Worse still, the present Israeli government is seeking to enforce the dismemberment of what remains of Palestine on a unilateral basis, with its "security barrier" as the makings of a border.
How on earth can the Israelis imagine that such a strategy will bring them long-term peace and security? It is surely much more likely to leave a festering sore.
If US secretary of state Condoleezza Rice believes that peace in the region must be based on "enduring principles", it has to be negotiated rather than imposed and must involve all parties.
That's why it was bizarre that neither Syria (part of whose territory is also occupied by Israel) nor Iran were represented at the recent talks in Rome on the conflict in Lebanon.

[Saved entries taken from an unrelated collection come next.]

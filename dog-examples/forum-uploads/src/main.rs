use std::path::PathBuf;
use std::sync::Arc;
use std::time::Duration;

use anyhow::{Context, Result};
use clap::{Parser, Subcommand, ValueEnum};
use dog_upload::{
    BlobStore, GcsBlobStore, HostSettings, MemoryBlobStore, RetryPolicy, RetryingStore, UploadConfig,
    UploadCtx, UploadOrchestrator, UploadPayload, UploadRequest,
};
use tokio_util::sync::CancellationToken;
use tracing::info;
use tracing_subscriber::EnvFilter;

#[derive(Parser)]
#[command(name = "forum-uploads", about = "Upload forum attachments and images to blob storage")]
struct Cli {
    /// Storage backend
    #[arg(long, value_enum, default_value_t = Backend::Gcs)]
    store: Backend,

    /// Storage path prefix; generated per upload when omitted
    #[arg(long, global = true)]
    context: Option<String>,

    /// Uploader id used in generated contexts
    #[arg(long, global = true)]
    uid: Option<String>,

    /// Host settings JSON, e.g. '{"maximumFileSize":"512","profileImageDimension":"256"}'
    #[arg(long, global = true)]
    settings: Option<String>,

    /// Abort the upload after this many seconds
    #[arg(long, global = true)]
    timeout_secs: Option<u64>,

    #[command(subcommand)]
    command: Command,
}

#[derive(Subcommand)]
enum Command {
    /// Upload a local file as-is
    File {
        path: PathBuf,
        /// Stored filename; defaults to the file's own name
        #[arg(long)]
        name: Option<String>,
    },
    /// Fetch a remote image, resize it and upload it
    Image {
        url: String,
        /// Declared size in bytes checked against the upload limit
        #[arg(long, default_value_t = 0)]
        size: u64,
    },
}

#[derive(Clone, Copy, ValueEnum)]
enum Backend {
    Gcs,
    Memory,
    #[cfg(feature = "s3")]
    S3,
}

async fn open_store(backend: Backend) -> Result<Arc<dyn BlobStore>> {
    let policy = RetryPolicy::default();
    Ok(match backend {
        Backend::Gcs => Arc::new(RetryingStore::new(GcsBlobStore::from_env()?, policy)),
        Backend::Memory => Arc::new(MemoryBlobStore::new()),
        #[cfg(feature = "s3")]
        Backend::S3 => Arc::new(RetryingStore::new(
            dog_upload::S3CompatibleStore::from_env().await?,
            policy,
        )),
    })
}

async fn request_for(command: Command) -> Result<UploadRequest> {
    let payload = match command {
        Command::File { path, name } => {
            let size = tokio::fs::metadata(&path)
                .await
                .with_context(|| format!("cannot stat {}", path.display()))?
                .len();
            let name = match name {
                Some(name) => name,
                None => path
                    .file_name()
                    .and_then(|n| n.to_str())
                    .context("path has no file name; pass --name")?
                    .to_string(),
            };
            UploadPayload::file(path, name, size)
        }
        Command::Image { url, size } => UploadPayload::url(url, size),
    };
    Ok(UploadRequest::new(payload))
}

#[tokio::main]
async fn main() -> Result<()> {
    dotenvy::dotenv().ok();

    tracing_subscriber::fmt()
        .with_env_filter(
            EnvFilter::try_from_default_env().unwrap_or_else(|_| EnvFilter::new("info")),
        )
        .init();

    let cli = Cli::parse();
    let mut config = UploadConfig::from_env();
    if let Some(raw) = cli.settings.as_deref() {
        let settings: HostSettings =
            serde_json::from_str(raw).context("--settings is not valid host settings JSON")?;
        config = settings.apply(config);
    }
    info!(?config, "loaded upload configuration");

    let http = reqwest::Client::builder()
        .timeout(config.http_timeout)
        .build()?;
    let uploads = UploadOrchestrator::with_client(open_store(cli.store).await?, http, config);

    let is_image = matches!(cli.command, Command::Image { .. });
    let mut request = request_for(cli.command).await?;
    request.context = cli.context;
    request.uploader_id = cli.uid;

    let token = CancellationToken::new();
    let mut ctx = UploadCtx::new().with_cancellation(token.clone());
    if let Some(secs) = cli.timeout_secs {
        ctx = ctx.with_timeout(Duration::from_secs(secs));
    }
    tokio::spawn(async move {
        if tokio::signal::ctrl_c().await.is_ok() {
            token.cancel();
        }
    });

    let result = if is_image {
        uploads.upload_image(&ctx, request).await?
    } else {
        uploads.upload_file(&ctx, request).await?
    };

    println!("{}", serde_json::to_string_pretty(&result)?);
    Ok(())
}
use serde::{Deserialize, Serialize};
use std::sync::Arc;
use tokio::sync::Mutex;
use tracing::{debug, info, instrument, warn};

use crate::config::{BucketConfig, DEFAULT_ENVIRONMENT_INFIX};
use crate::metadata::{MetadataClient, BACKEND_NAME_KEY, PROJECT_KEY};
use crate::{AclPolicy, BlobStore};

/// Deployment identity a bucket is named after
#[derive(Debug, Clone, PartialEq, Eq, Hash, Serialize, Deserialize)]
pub struct BucketIdentity {
    pub project_id: String,
    pub environment_infix: String,
    pub suffix: String,
}

impl BucketIdentity {
    pub fn new<P, E, S>(project_id: P, environment_infix: E, suffix: S) -> Self
    where
        P: Into<String>,
        E: Into<String>,
        S: Into<String>,
    {
        Self {
            project_id: project_id.into(),
            environment_infix: environment_infix.into(),
            suffix: suffix.into(),
        }
    }

    /// `<project>-<infix>-<suffix>`
    pub fn name(&self) -> String {
        format!("{}-{}-{}", self.project_id, self.environment_infix, self.suffix)
    }
}

/// Lazily resolves the target bucket and makes sure it exists.
///
/// The first caller performs the metadata lookups and the single creation
/// attempt while holding the lock; everyone else waits and reads the cache.
pub struct BucketResolver {
    store: Arc<dyn BlobStore>,
    metadata: MetadataClient,
    config: BucketConfig,
    acl: AclPolicy,
    cached: Mutex<Option<BucketIdentity>>,
}

impl BucketResolver {
    pub fn new(store: Arc<dyn BlobStore>, metadata: MetadataClient, config: BucketConfig) -> Self {
        Self {
            store,
            metadata,
            config,
            acl: AclPolicy::public_read(),
            cached: Mutex::new(None),
        }
    }

    /// Use a different ACL for bucket creation
    pub fn with_acl(mut self, acl: AclPolicy) -> Self {
        self.acl = acl;
        self
    }

    pub fn acl(&self) -> &AclPolicy {
        &self.acl
    }

    /// Resolve the bucket identity, creating the bucket on first use
    #[instrument(skip(self))]
    pub async fn resolve_bucket(&self) -> BucketIdentity {
        let mut cached = self.cached.lock().await;
        if let Some(identity) = cached.as_ref() {
            return identity.clone();
        }

        let identity = self.discover().await;
        self.ensure_exists(&identity).await;

        info!(bucket = %identity.name(), "bucket resolved");
        *cached = Some(identity.clone());
        identity
    }

    /// Drop the cached identity; the next resolve starts over
    pub async fn reset(&self) {
        self.cached.lock().await.take();
    }

    /// Cached identity, if already resolved
    pub async fn cached(&self) -> Option<BucketIdentity> {
        self.cached.lock().await.clone()
    }

    async fn discover(&self) -> BucketIdentity {
        let project_id = self
            .metadata
            .attribute(PROJECT_KEY, &self.config.fallback_project_id)
            .await;
        let environment_infix = self
            .metadata
            .attribute(BACKEND_NAME_KEY, DEFAULT_ENVIRONMENT_INFIX)
            .await;

        BucketIdentity::new(project_id, environment_infix, self.config.suffix.clone())
    }

    /// Creation failure is the steady state after the first deployment and is never surfaced
    async fn ensure_exists(&self, identity: &BucketIdentity) {
        match self.store.create_bucket(identity, &self.acl).await {
            Ok(()) => info!(bucket = %identity.name(), "bucket created"),
            Err(e) if e.is_conflict() => {
                debug!(bucket = %identity.name(), "bucket already exists")
            }
            // TODO: treat permission and quota failures as fatal once adapters report them distinctly
            Err(e) => {
                warn!(bucket = %identity.name(), error = %e, "bucket creation failed, addressing by name")
            }
        }
    }
}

Could it be the case, as former Israeli prime minister Menachim Begin wrote (in a perversion of Descartes's old dictum) "we fight, therefore we are"? Armed to the teeth by its staunchest ally, the US, Israel is now behaving as one of its greatest military heroes, Gen Moshe Dayan, once advised: "Israel must be like a mad dog, too dangerous to bother."
With hundreds of civilian casualties from the latest war, most of them in Lebanon, the "international community" must realise that this is a recipe for semi-permanent conflict in the Middle East, as long as the real issues remain unresolved. And who will pick up the tab this time for rebuilding battered Beirut and so much else? One thing for sure is that it won't be the culprits.